Ongoing Customization
“We spent a lot of time setting things up in Cyver Core. We did a lot of customization of the templates and a lot of time making things what we wanted. We do miss some of the customization features from Pwndoc to be honest – but it’s useable for us and we don’t have to modify Cyver Core any more – so it works for us.”
“Cyver really has a good vision on how pentesting reports and so forth should be delivered in the future. However, I think that comes at the loss of some customization features, it locks customers down on how much they can customize the platform – more customization would be nice – but PwnDoc, which offers more customization, also wasn’t ideal on other aspects.”
Red Teaming
CybersecurityFirmC is using Cyver Core to report on pentests as well as on red teaming. The team achieves this with customized report templates, observations, and different labels to mark projects and features.
“We obviously also have an infrastructure pentest template, however, I made a separate template for red teaming. This template utilizes findings observations instead of vulnerabilities, since the CVSS scores aren’t relevant here, and the template links everything to attack methodology. We added a new section for that custom methodology, with the steps and attack types we simulate.”

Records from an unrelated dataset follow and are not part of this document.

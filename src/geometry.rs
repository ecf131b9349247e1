//! Rendering-environment abstraction.
//!
//! All bounding-box queries, scrolling and reflow go through
//! [`DocumentGeometry`], so the locator and pagination math never talk to a
//! real renderer directly. [`FlowGeometry`] is a headless implementation used
//! by the CLI and the test-suite.

use crate::document::{ContentDocument, NodeId};
use crate::layout::AppliedLayout;
use serde::Serialize;

mod flow;

pub use flow::FlowGeometry;

/// Scroll or layout axis.
#[derive(Debug, Clone, Copy, PartialEq, Eq, Hash, Serialize)]
#[serde(rename_all = "lowercase")]
pub enum Axis {
    /// Horizontal axis.
    X,
    /// Vertical axis.
    Y,
}

/// Width and height in CSS pixels.
#[derive(Debug, Clone, Copy, PartialEq, Default, Serialize)]
pub struct Size {
    /// Width.
    pub width: f64,
    /// Height.
    pub height: f64,
}

impl Size {
    /// Create a size.
    pub fn new(width: f64, height: f64) -> Self {
        Self { width, height }
    }

    /// Extent along an axis.
    pub fn along(&self, axis: Axis) -> f64 {
        match axis {
            Axis::X => self.width,
            Axis::Y => self.height,
        }
    }
}

/// Axis-aligned rectangle.
#[derive(Debug, Clone, Copy, PartialEq, Default, Serialize)]
pub struct Rect {
    /// Left edge.
    pub x: f64,
    /// Top edge.
    pub y: f64,
    /// Width.
    pub width: f64,
    /// Height.
    pub height: f64,
}

impl Rect {
    /// Create a rectangle.
    pub fn new(x: f64, y: f64, width: f64, height: f64) -> Self {
        Self {
            x,
            y,
            width,
            height,
        }
    }

    /// Right edge.
    pub fn right(&self) -> f64 {
        self.x + self.width
    }

    /// Bottom edge.
    pub fn bottom(&self) -> f64 {
        self.y + self.height
    }

    /// Leading edge along an axis.
    pub fn start(&self, axis: Axis) -> f64 {
        match axis {
            Axis::X => self.x,
            Axis::Y => self.y,
        }
    }

    /// Whether two rectangles overlap with a non-zero area.
    pub fn intersects(&self, other: &Rect) -> bool {
        self.x < other.right()
            && self.right() > other.x
            && self.y < other.bottom()
            && self.bottom() > other.y
    }

    /// Smallest rectangle covering both.
    pub fn union(&self, other: &Rect) -> Rect {
        let x = self.x.min(other.x);
        let y = self.y.min(other.y);
        Rect::new(
            x,
            y,
            self.right().max(other.right()) - x,
            self.bottom().max(other.bottom()) - y,
        )
    }

    /// Shift by a delta.
    pub fn translate(&self, dx: f64, dy: f64) -> Rect {
        Rect::new(self.x + dx, self.y + dy, self.width, self.height)
    }
}

/// Computed box margins of a node.
#[derive(Debug, Clone, Copy, PartialEq, Default, Serialize)]
pub struct Margins {
    /// Top margin.
    pub top: f64,
    /// Right margin.
    pub right: f64,
    /// Bottom margin.
    pub bottom: f64,
    /// Left margin.
    pub left: f64,
}

impl Margins {
    /// Margin before the box along `axis`.
    pub fn leading(&self, axis: Axis) -> f64 {
        match axis {
            Axis::X => self.left,
            Axis::Y => self.top,
        }
    }
}

/// Viewport size plus the scroll position along one axis.
#[derive(Debug, Clone, Copy, PartialEq, Default, Serialize)]
pub struct ViewportMetrics {
    /// Viewport width.
    pub width: f64,
    /// Viewport height.
    pub height: f64,
    /// Current scroll offset along the queried axis.
    pub scroll_offset: f64,
    /// Total scrollable extent along the queried axis.
    pub scroll_extent: f64,
}

impl ViewportMetrics {
    /// Viewport extent along an axis.
    pub fn viewport_along(&self, axis: Axis) -> f64 {
        match axis {
            Axis::X => self.width,
            Axis::Y => self.height,
        }
    }
}

/// Progress of image loads on the current document.
#[derive(Debug, Clone, Copy, PartialEq, Eq, Default)]
pub struct ImageLoadState {
    /// Number of images in the document.
    pub total: usize,
    /// Images that finished loading.
    pub loaded: usize,
    /// Images that failed to load.
    pub errored: usize,
}

impl ImageLoadState {
    /// Whether every image either loaded or errored.
    pub fn is_settled(&self) -> bool {
        self.loaded + self.errored >= self.total
    }
}

/// Geometry queries against the rendering environment.
///
/// Bounding boxes are viewport-relative, like a browser's client rects.
pub trait DocumentGeometry {
    /// Current viewport size.
    fn viewport(&self) -> Size;

    /// Viewport metrics with scroll offset and extent along `axis`.
    fn metrics(&self, axis: Axis) -> ViewportMetrics;

    /// Viewport-relative bounding box of a node, `None` if it has no box.
    fn bounding_box(&self, node: NodeId) -> Option<Rect>;

    /// Computed margins of a node.
    fn computed_margin(&self, node: NodeId) -> Margins;

    /// Scroll to an absolute offset along `axis`.
    fn scroll_to(&mut self, offset: f64, axis: Axis);

    /// Nodes whose box intersects the given viewport-relative rectangle.
    fn query_intersecting(&self, area: Rect) -> Vec<NodeId>;

    /// Recompute all boxes after the document or its styles changed.
    fn reflow(&mut self, doc: &ContentDocument, layout: &AppliedLayout);

    /// Report image load progress. Called repeatedly until settled.
    fn poll_images(&mut self) -> ImageLoadState;
}
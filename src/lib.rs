//! reflow-reader: reading position tracking and virtual pagination for
//! reflowable ebook content.
//!
//! The engine keeps a reader anchored to the same logical position while the
//! content underneath is re-laid out: font or margin changes, window resizes,
//! switching between continuous scrolling and one- or two-column paging, and
//! horizontal or vertical writing.
//!
//! # Features
//!
//! - Structural position locators that survive re-layout
//! - Virtual pages derived purely from scroll geometry
//! - Deferred, tolerance-checked programmatic scrolling
//! - Continuous cross-chapter navigation with history and prefetch
//! - Bookmark markers over inline images
//! - Local progress and bookmark store (SQLite)
//! - Headless flow layout for the CLI and tests

#![forbid(unsafe_code)]
#![warn(missing_docs)]

/// Content, progress and bookmark collaborators.
pub mod backend;
/// Configuration and CLI.
pub mod config;
/// Content document tree.
pub mod document;
/// Error types.
pub mod error;
/// Rendering geometry.
pub mod geometry;
/// Layout modes and the layout coordinator.
pub mod layout;
/// Position locators.
pub mod locator;
/// Chapter navigation.
pub mod navigation;
/// Bookmark overlay.
pub mod overlay;
/// Virtual pagination.
pub mod pager;
/// Programmatic scrolling.
pub mod scroll;
/// Reader session.
pub mod session;
/// Local database.
pub mod store;

#[cfg(test)]
mod tests;

pub use backend::{ChapterId, LocalBackend, ReaderBackend, ReadingContext};
pub use config::{Cli, Command, Config};
pub use error::{ReaderError, Result};
pub use locator::PositionLocator;
pub use session::{ReaderEvent, ReaderInput, ReaderSession};
pub use store::Database;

The report is built around the attack narrative, with techniques mapped to the MITRE attack framework, the unique finding ID, the tactic/technique used, and then recommendation and evidence.
The new templates include the MITRE technique in the finding title, with links to the MITRE website.
“Of course, we always want more customization, for instance, you have a token to generate the findings table completely – but you can’t change the layout and adjust the details of the findings, such as showing the evidence first, followed by the recommendations– instead of the other way around. We’d also like to see custom fields in the future, although it’s working for us for now”.
Looking Forward
CybersecurityFirmC has only been on Cyver Core since January of 2023. However, they’re already looking forward to new platform updates and features.
“Cyver Core is still pretty new but we’ve seen it make big progress in the time we’ve been using it. I’ve been sending feedback directly and it’s been very good to see that some of that is already being worked on. That’s one of the main positive points about Cyver, if I have an issue, it’s actually worked on. For example, we like to use a lot of images in our reports, and we’ve put in a request to update the image import process – which we talked to Luis about.”
“It’s really nice to see how quickly the Cyver team listens to feedback and takes up issues – some of those fixes have prevented a lot of waste time. I’m really looking forward to what Cyver brings in the future and what future improvements are made – I’d like to keep using it, and it’s being worked on a lot, so I’m sure it will be quite nice.”